Timing of CCG creation

While some recommend starting CRF design after a finalized protocol, ostensibly to reduce rework in form design as the protocol evolves toward finalization, others recommend simultaneous work on the protocol and CRF.2,3 Because the process of designing a CRF and completion guidelines may identify areas where additional clarity is needed in the protocol or where data required for the protocol are not available or feasible to collect, we recommend the latter.3 [V] Further, those who develop forms and completion instructions should be intimately involved in protocol development or work closely with those who are.3 [V] This involvement assures that those designing forms and completion instructions understand the study objectives and rationale behind the collection of each data point.3 [V]

Authorship of the CCGs

The author initiates the creation of the CRF completion guidelines document during or following CRF design. The person drafting the CCGs must be familiar with the protocol and corresponding CRF.3 [V] In addition, and to the extent that the medical record is the intended source, the CCG author must understand the data collected including how relevant data are documented in routine care and where they are commonly found in medical records. [VI] The CCG author should also understand the quality requirements for the data and how the data will later be used for the analyses. [I]

A data manager or anyone with the appropriate knowledge of the protocol and relevant data can serve as the author of CCGs. The CCGs are developed in close collaboration with the following members of the study team.2,3 [V], [VII]

  • a protocol author, clinical scientist, or a clinical study physician familiar with the study objectives and therapeutic area

  • a biostatistician with knowledge of the statistical analysis plan for the study

  • a drug safety physician or the study medical monitor

  • team members responsible for site initiation and study monitoring or others having regular contact with site staff

  • those familiar with the study database system, data entry, and data processing

Review, approval, and revision of CCGs

The study team members outlined in the previous section should review the draft CCGs. [VI] The review should focus on ensuring that the CCGs are complete, correspond to the protocol, and provide adequate specification to the investigators, site staff, and monitors who will be using the guidelines. [VI]

The CCGs impact data collection and should be managed as a controlled document.1 [I] As such, they are usually referenced by a study Data Management Plan. Please see the Data Management Plan chapter for more information, including recommendations, minimum standards, and best practices. Study, document, and version identification should be visible on each page of printed CCGs and otherwise associated with CCGs in electronic formats.1 [I] As a controlled document, changes to approved CCGs should lead to a new version of the CCGs and should be reviewed and approved.1 [I]

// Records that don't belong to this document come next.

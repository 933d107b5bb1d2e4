use super::*;

#[test]
fn hidden_tab_pauses() {
    assert_eq!(PlayState::for_visibility(true), PlayState::Paused);
    assert_eq!(PlayState::for_visibility(false), PlayState::Running);
}

#[test]
fn play_state_css_values() {
    assert_eq!(PlayState::Paused.as_css(), "paused");
    assert_eq!(PlayState::Running.as_css(), "running");
}

#[test]
fn stagger_delay_steps_by_half_second() {
    assert_eq!(stagger_delay(0, 0.5), "0s");
    assert_eq!(stagger_delay(1, 0.5), "0.5s");
    assert_eq!(stagger_delay(4, 0.5), "2s");
}
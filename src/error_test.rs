use super::*;

#[test]
fn success_passes_through() {
    let floats: Vec<u32> = or_disabled("motion", Ok(vec![1, 2]));
    assert_eq!(floats, vec![1, 2]);
}

#[test]
fn bad_selector_disables_only_that_feature() {
    let floats: Vec<u32> = or_disabled("motion", Err(SiteError::Js("SyntaxError: '.float[' is not a valid selector".to_owned())));
    assert!(floats.is_empty());
}

#[test]
fn missing_markup_falls_back_to_empty() {
    let floats: Vec<u32> = or_disabled("motion", Err(SiteError::MissingElement(".float-element".to_owned())));
    assert!(floats.is_empty());
    or_disabled::<()>("menu", Err(SiteError::MissingElement("#side-menu".to_owned())));
}

#[test]
fn json_error_converts_to_config() {
    let err = serde_json::from_str::<u32>("{").map(|_| ()).map_err(SiteError::from);
    assert!(matches!(err, Err(SiteError::Config(_))));
}
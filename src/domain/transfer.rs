//! Transfer execution.
//!
//! A transfer walks `Initiated -> Validated -> RosterUpdated -> FundsSettled ->
//! HistoryRecorded -> ListingClosed`. Every precondition is checked before the
//! first write, and every write goes through the caller's unit of work, so a
//! failure at any step is undone by the store and the error is returned as-is.
//!
//! Ordering: the player leaves the seller, the price bump is applied, then the
//! player joins the buyer. Both recalculated team values therefore reflect the
//! bumped price, while budgets move by the original asking price.

use chrono::{DateTime, Utc};
use rust_decimal::Decimal;

use super::error::MarketError;
use super::history::TransferRecord;
use super::listing::Listing;
use super::money::{checked_add, checked_sub};
use super::player::Player;
use super::roster::RosterPolicy;
use super::team::Team;
use super::valuation::{PriceBump, team_value};
use super::{ListingId, TeamId};
use crate::ports::random_port::RandomSource;
use crate::ports::store_port::UnitOfWork;

#[derive(Debug, Clone, Copy, PartialEq, Eq)]
pub enum TransferState {
    Initiated,
    Validated,
    RosterUpdated,
    FundsSettled,
    HistoryRecorded,
    ListingClosed,
    Failed,
}

impl TransferState {
    /// The state that follows on the success path.
    pub fn next(self) -> Option<TransferState> {
        match self {
            TransferState::Initiated => Some(TransferState::Validated),
            TransferState::Validated => Some(TransferState::RosterUpdated),
            TransferState::RosterUpdated => Some(TransferState::FundsSettled),
            TransferState::FundsSettled => Some(TransferState::HistoryRecorded),
            TransferState::HistoryRecorded => Some(TransferState::ListingClosed),
            TransferState::ListingClosed | TransferState::Failed => None,
        }
    }

    pub fn is_terminal(self) -> bool {
        self.next().is_none()
    }
}

/// Market rules a transfer is executed under.
#[derive(Clone, Copy)]
pub struct TransferRules<'a> {
    pub roster: &'a RosterPolicy,
    pub price_bump: &'a PriceBump,
    pub random: &'a dyn RandomSource,
}

/// What a completed transfer changed.
#[derive(Debug, Clone, PartialEq)]
pub struct TransferOutcome {
    pub listing: Listing,
    pub record: TransferRecord,
    pub player: Player,
    pub previous_price: Decimal,
    pub seller: Option<Team>,
    pub buyer: Team,
    pub states: Vec<TransferState>,
}

#[derive(Debug)]
pub struct Transfer {
    listing_id: ListingId,
    buyer_id: TeamId,
    state: TransferState,
    states: Vec<TransferState>,
}

impl Transfer {
    pub fn new(listing_id: ListingId, buyer_id: TeamId) -> Self {
        Transfer {
            listing_id,
            buyer_id,
            state: TransferState::Initiated,
            states: vec![TransferState::Initiated],
        }
    }

    pub fn state(&self) -> TransferState {
        self.state
    }

    /// States visited so far, in order.
    pub fn states(&self) -> &[TransferState] {
        &self.states
    }

    /// Run the transfer inside `uow`. On error the transfer ends in `Failed`
    /// and the caller must discard the unit of work.
    pub fn execute(
        &mut self,
        uow: &mut dyn UnitOfWork,
        rules: TransferRules<'_>,
        now: DateTime<Utc>,
    ) -> Result<TransferOutcome, MarketError> {
        if self.state != TransferState::Initiated {
            return Err(MarketError::validation(
                "transfer",
                format!("cannot execute from state {:?}", self.state),
            ));
        }
        self.run(uow, rules, now).inspect_err(|err| {
            tracing::warn!(
                listing_id = self.listing_id,
                buyer_id = self.buyer_id,
                reached = ?self.state,
                error = %err,
                "transfer failed"
            );
            self.state = TransferState::Failed;
            self.states.push(TransferState::Failed);
        })
    }

    fn advance(&mut self, next: TransferState) {
        debug_assert_eq!(self.state.next(), Some(next));
        self.state = next;
        self.states.push(next);
        tracing::debug!(listing_id = self.listing_id, state = ?next, "transfer advanced");
    }

    fn run(
        &mut self,
        uow: &mut dyn UnitOfWork,
        rules: TransferRules<'_>,
        now: DateTime<Utc>,
    ) -> Result<TransferOutcome, MarketError> {
        let listing = uow.listing(self.listing_id)?;
        let mut player = uow.player(listing.player_id)?;
        let mut buyer = uow.team(self.buyer_id)?;
        let mut seller = match player.team_id {
            Some(id) => Some(uow.team(id)?),
            None => None,
        };
        let asking = listing.asking_price;

        if seller.as_ref().is_some_and(|s| s.id == buyer.id) {
            return Err(MarketError::SameTeamTransfer { team_id: buyer.id });
        }
        if buyer.budget < asking {
            return Err(MarketError::InsufficientBudget {
                team_id: buyer.id,
                budget: buyer.budget,
                required: asking,
            });
        }
        rules.roster.check_capacity(&buyer, player.category)?;
        self.advance(TransferState::Validated);

        if let Some(seller) = seller.as_mut() {
            rules.roster.remove(seller, &mut player)?;
        }
        let previous_price = player.price;
        player.price = rules.price_bump.bump(previous_price, rules.random)?;
        rules.roster.add(&mut buyer, &mut player)?;
        uow.save_player(&player)?;
        self.advance(TransferState::RosterUpdated);

        if let Some(seller) = seller.as_mut() {
            seller.budget = checked_add("budget", seller.budget, asking)?;
            seller.value = team_value(seller, &uow.players_of(seller.id)?)?;
            uow.save_team(seller)?;
        }
        buyer.budget = checked_sub("budget", buyer.budget, asking)?;
        buyer.value = team_value(&buyer, &uow.players_of(buyer.id)?)?;
        uow.save_team(&buyer)?;
        self.advance(TransferState::FundsSettled);

        let mut record = TransferRecord {
            id: 0,
            player_id: player.id,
            sell_price: asking,
            selling_team: seller.as_ref().map(|s| s.id),
            buying_team: buyer.id,
            transferred_at: now,
        };
        record.id = uow.append_history(&record)?;
        self.advance(TransferState::HistoryRecorded);

        uow.delete_listing(listing.id)?;
        self.advance(TransferState::ListingClosed);

        Ok(TransferOutcome {
            listing,
            record,
            player,
            previous_price,
            seller,
            buyer,
            states: self.states.clone(),
        })
    }
}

The CCGs should be revised when any of the following occur: [VI]

  • a protocol amendment is issued that has an impact on CCGs,

  • changes to the database affect the eCRF completion guidelines

  • when a trend in queries is identified that show that the CCGs are not adequately guiding the site staff on CRF completion

  • an error in the CCGs has been identified that has an impact on the CRF completion

The changes made to the CCGs should be highlighted or summarized, e.g., in a revision history section in the new version, in order to help study personnel to identify the changes. [VI]

Distribution of CCGs

Enough time must be allocated to create, review, and approve the CCGs. [V] Approved CCGs should be made available to the site staff before they enroll any subjects in the study.1 [I] For example, the site initiation visit can be used to familiarize the site staff and monitors with the CCGs.

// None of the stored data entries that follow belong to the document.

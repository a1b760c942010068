//! Persistence port: transactional access to teams, players, listings and history.

use crate::domain::error::MarketError;
use crate::domain::history::{HistoryFilter, TransferRecord};
use crate::domain::listing::Listing;
use crate::domain::player::Player;
use crate::domain::team::Team;
use crate::domain::{ListingId, PlayerId, TeamId, TransferId, UserId};

/// Everything a single transaction may read or write.
///
/// Lookups by id fail with `NotFound`; `insert_*` ignore the id on the value
/// passed in and return the one assigned by the store.
pub trait UnitOfWork {
    fn team(&mut self, id: TeamId) -> Result<Team, MarketError>;
    fn team_for_owner(&mut self, owner: UserId) -> Result<Option<Team>, MarketError>;
    fn teams(&mut self) -> Result<Vec<Team>, MarketError>;
    fn insert_team(&mut self, team: &Team) -> Result<TeamId, MarketError>;
    fn save_team(&mut self, team: &Team) -> Result<(), MarketError>;
    fn delete_team(&mut self, id: TeamId) -> Result<(), MarketError>;

    fn player(&mut self, id: PlayerId) -> Result<Player, MarketError>;
    fn players_of(&mut self, team_id: TeamId) -> Result<Vec<Player>, MarketError>;
    fn insert_player(&mut self, player: &Player) -> Result<PlayerId, MarketError>;
    fn save_player(&mut self, player: &Player) -> Result<(), MarketError>;
    fn delete_player(&mut self, id: PlayerId) -> Result<(), MarketError>;

    fn listing(&mut self, id: ListingId) -> Result<Listing, MarketError>;
    fn listing_for_player(&mut self, player_id: PlayerId) -> Result<Option<Listing>, MarketError>;
    /// Fails with `AlreadyListed` when the player already has a listing.
    fn insert_listing(&mut self, listing: &Listing) -> Result<ListingId, MarketError>;
    fn delete_listing(&mut self, id: ListingId) -> Result<(), MarketError>;

    fn append_history(&mut self, record: &TransferRecord) -> Result<TransferId, MarketError>;
    /// Matching records, oldest first.
    fn history(&mut self, filter: &HistoryFilter) -> Result<Vec<TransferRecord>, MarketError>;
}

/// A store that can run a closure as one atomic unit of work.
pub trait StorePort: Send + Sync {
    /// Commits everything `work` did when it returns `Ok`, and discards all of
    /// it when it returns `Err`. The error is handed back unchanged.
    fn transaction<T, F>(&self, work: F) -> Result<T, MarketError>
    where
        F: FnOnce(&mut dyn UnitOfWork) -> Result<T, MarketError>;
}
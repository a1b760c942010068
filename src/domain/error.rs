//! Domain error types.

use rust_decimal::Decimal;
use std::fmt;

use super::category::Category;
use super::{PlayerId, TeamId, UserId};

/// The kind of stored entity a lookup failed for.
#[derive(Debug, Clone, Copy, PartialEq, Eq)]
pub enum Entity {
    Team,
    Player,
    Listing,
}

impl fmt::Display for Entity {
    fn fmt(&self, f: &mut fmt::Formatter<'_>) -> fmt::Result {
        let name = match self {
            Entity::Team => "team",
            Entity::Player => "player",
            Entity::Listing => "listing",
        };
        f.write_str(name)
    }
}

/// Coarse classification of a [`MarketError`], used for exit codes and by callers that only
/// care about the family of failure.
#[derive(Debug, Clone, Copy, PartialEq, Eq)]
pub enum ErrorKind {
    Validation,
    Conflict,
    Capacity,
    Funds,
    NotFound,
    Storage,
    Config,
    Io,
}

/// Top-level error type for the transfer market.
#[derive(Debug, thiserror::Error)]
pub enum MarketError {
    #[error("invalid {field}: {reason}")]
    Validation { field: String, reason: String },

    #[error("invalid price {amount}: must be greater than 0")]
    InvalidPrice { amount: Decimal },

    #[error("player {player_id} is already on the transfer list")]
    AlreadyListed { player_id: PlayerId },

    #[error("player {player_id} is not on the transfer list")]
    NotListed { player_id: PlayerId },

    #[error("team {team_id} cannot buy a player it already owns")]
    SameTeamTransfer { team_id: TeamId },

    #[error("player {player_id} already belongs to team {team_id}")]
    PlayerAlreadyOnTeam { player_id: PlayerId, team_id: TeamId },

    #[error("user {owner_id} already owns team {team_id}")]
    OwnerHasTeam { owner_id: UserId, team_id: TeamId },

    #[error("team {team_id} can't have more than {max} players")]
    RosterFull { team_id: TeamId, max: u32 },

    #[error("team {team_id} can't have more than {max} {}", .category.plural())]
    PositionFull {
        team_id: TeamId,
        category: Category,
        max: u32,
    },

    #[error("team {team_id} has a budget of {budget} but {required} is required")]
    InsufficientBudget {
        team_id: TeamId,
        budget: Decimal,
        required: Decimal,
    },

    #[error("player {player_id} is not on team {team_id}")]
    PlayerNotOnTeam { player_id: PlayerId, team_id: TeamId },

    #[error("{entity} {id} not found")]
    NotFound { entity: Entity, id: i64 },

    #[error("storage error: {reason}")]
    Storage { reason: String },

    #[error("config parse error in {file}: {reason}")]
    ConfigParse { file: String, reason: String },

    #[error("missing config key [{section}] {key}")]
    ConfigMissing { section: String, key: String },

    #[error("invalid config value [{section}] {key}: {reason}")]
    ConfigInvalid {
        section: String,
        key: String,
        reason: String,
    },

    #[error(transparent)]
    Io(#[from] std::io::Error),
}

impl MarketError {
    pub fn validation(field: impl Into<String>, reason: impl Into<String>) -> Self {
        MarketError::Validation {
            field: field.into(),
            reason: reason.into(),
        }
    }

    pub fn not_found(entity: Entity, id: i64) -> Self {
        MarketError::NotFound { entity, id }
    }

    pub fn storage(reason: impl ToString) -> Self {
        MarketError::Storage {
            reason: reason.to_string(),
        }
    }

    pub fn kind(&self) -> ErrorKind {
        match self {
            MarketError::Validation { .. } | MarketError::InvalidPrice { .. } => {
                ErrorKind::Validation
            }
            MarketError::AlreadyListed { .. }
            | MarketError::NotListed { .. }
            | MarketError::SameTeamTransfer { .. }
            | MarketError::PlayerAlreadyOnTeam { .. }
            | MarketError::OwnerHasTeam { .. }
            | MarketError::PlayerNotOnTeam { .. } => ErrorKind::Conflict,
            MarketError::RosterFull { .. } | MarketError::PositionFull { .. } => {
                ErrorKind::Capacity
            }
            MarketError::InsufficientBudget { .. } => ErrorKind::Funds,
            MarketError::NotFound { .. } => ErrorKind::NotFound,
            MarketError::Storage { .. } => ErrorKind::Storage,
            MarketError::ConfigParse { .. }
            | MarketError::ConfigMissing { .. }
            | MarketError::ConfigInvalid { .. } => ErrorKind::Config,
            MarketError::Io(_) => ErrorKind::Io,
        }
    }
}

impl From<&MarketError> for std::process::ExitCode {
    fn from(err: &MarketError) -> Self {
        let code: u8 = match err.kind() {
            ErrorKind::Io => 1,
            ErrorKind::Config => 2,
            ErrorKind::Storage => 3,
            ErrorKind::Validation => 4,
            ErrorKind::NotFound => 5,
            ErrorKind::Conflict => 6,
            ErrorKind::Capacity => 7,
            ErrorKind::Funds => 8,
        };
        std::process::ExitCode::from(code)
    }
}

#[cfg(test)]
mod tests {
    use super::*;

    #[test]
    fn position_full_message_uses_plural_category() {
        let err = MarketError::PositionFull {
            team_id: 4,
            category: Category::Goalkeeper,
            max: 3,
        };
        assert_eq!(err.to_string(), "team 4 can't have more than 3 goalkeepers");
        assert_eq!(err.kind(), ErrorKind::Capacity);
    }

    #[test]
    fn not_found_message_names_entity() {
        let err = MarketError::not_found(Entity::Listing, 12);
        assert_eq!(err.to_string(), "listing 12 not found");
        assert_eq!(err.kind(), ErrorKind::NotFound);
    }

    #[test]
    fn conflicts_are_grouped() {
        assert_eq!(
            MarketError::AlreadyListed { player_id: 1 }.kind(),
            ErrorKind::Conflict
        );
        assert_eq!(
            MarketError::SameTeamTransfer { team_id: 1 }.kind(),
            ErrorKind::Conflict
        );
        assert_eq!(
            MarketError::InsufficientBudget {
                team_id: 1,
                budget: Decimal::ZERO,
                required: Decimal::ONE,
            }
            .kind(),
            ErrorKind::Funds
        );
    }
}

Where CCGs include medical record abstraction guidelines, they should be reviewed and tested by several sites prior to use.3 [V] It is often not possible to reflect intricacies of every site’s medical record; things like chart order, where things are documented in the chart, and clinical documentation conventions and practices differ by facility. Therefore, what may be specific and accurate direction for one site may not match the record of another.

If CCGs are not electronically available through the EDC system and a separate document is being used for the CCGs, the distributed copy should be made available to personnel involved in data collection and recording.1 [I] A copy should also be filed in the Investigator site file.1 [I] The CCGs should also be distributed to central study team members and be filed in the sponsor’s Trial Master File.1 [I] In cases where the CCGs are available through help text in an EDC system, site training should include how to access the guidance. [VI] Please see the EDC chapters for more information, including recommendations, minimum standards, and best practices. Where CCGs are available on the screen (on line), a hard copy or printed version should also be available. [VI]

Training sites on form completion

Sites should be trained on form completion prior to enrolling subjects in a study.1 [I] Training should occur on approved versions of the CCGs. [VI] Please see the Presentation at Investigator Meeting chapter for more information, including recommendations, minimum standards, and best practices. Where CCGs include medical record abstraction guidelines, such training should include practice abstracting, independent review of the practice abstraction and feedback to the trainee to assure the necessary inter-rater-reliability prior to enrollment.6 [III]

Format of CCGs

CCGs can have multiple formats depending on the needs of the study. The author of the CCGs determines the best medium to use. For studies utilizing paper, CRFs the CCGs are often provided as guidance within the CRF booklet.2 These may be provided to study personnel as a printed hard copy or offered electronically. For EDC studies, the electronic version may be made available within the EDC platform. Alternatively, form specific instructions may be included as help text directly within each eCRF to aid with the more complicated form/field entry and to help minimize the number of queries. The format chosen must allow for clear and concise instructions that align with the study protocol and other study documents such as the Clinical Monitoring Plan, Data Management Plan, and External Vendor Manuals.2 [VII].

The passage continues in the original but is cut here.